- _What is expected_
Copy every line from the data below in which the string "orders" can be found.

(Stored data)
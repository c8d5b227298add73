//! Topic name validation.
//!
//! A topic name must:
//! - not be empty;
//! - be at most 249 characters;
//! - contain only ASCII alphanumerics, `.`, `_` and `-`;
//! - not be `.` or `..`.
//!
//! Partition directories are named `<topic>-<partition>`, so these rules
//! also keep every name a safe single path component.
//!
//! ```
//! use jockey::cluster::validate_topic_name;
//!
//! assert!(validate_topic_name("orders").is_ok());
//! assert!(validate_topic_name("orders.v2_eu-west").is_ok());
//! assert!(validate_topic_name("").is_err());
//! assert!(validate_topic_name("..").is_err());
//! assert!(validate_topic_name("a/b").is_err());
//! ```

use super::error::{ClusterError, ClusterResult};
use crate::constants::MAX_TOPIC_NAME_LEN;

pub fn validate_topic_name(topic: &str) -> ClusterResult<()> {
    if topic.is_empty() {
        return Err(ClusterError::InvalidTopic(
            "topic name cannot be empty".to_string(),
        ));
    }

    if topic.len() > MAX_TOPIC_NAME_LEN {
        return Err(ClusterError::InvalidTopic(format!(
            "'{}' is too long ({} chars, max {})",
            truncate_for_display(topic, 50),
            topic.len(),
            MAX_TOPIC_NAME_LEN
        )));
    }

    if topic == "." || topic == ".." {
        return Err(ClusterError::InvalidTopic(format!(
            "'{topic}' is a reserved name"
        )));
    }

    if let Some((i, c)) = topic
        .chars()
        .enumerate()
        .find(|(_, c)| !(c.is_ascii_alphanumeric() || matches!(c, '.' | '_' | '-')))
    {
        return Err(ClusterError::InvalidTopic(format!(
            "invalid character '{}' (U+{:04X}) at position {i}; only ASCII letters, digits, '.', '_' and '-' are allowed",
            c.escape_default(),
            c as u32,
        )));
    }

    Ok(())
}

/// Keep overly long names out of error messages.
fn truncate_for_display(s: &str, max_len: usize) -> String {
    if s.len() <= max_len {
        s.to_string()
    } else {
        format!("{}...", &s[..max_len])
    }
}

- _Written response_
//! assert!(validate_topic_name("orders").is_ok());
//! assert!(validate_topic_name("orders.v2_eu-west").is_ok());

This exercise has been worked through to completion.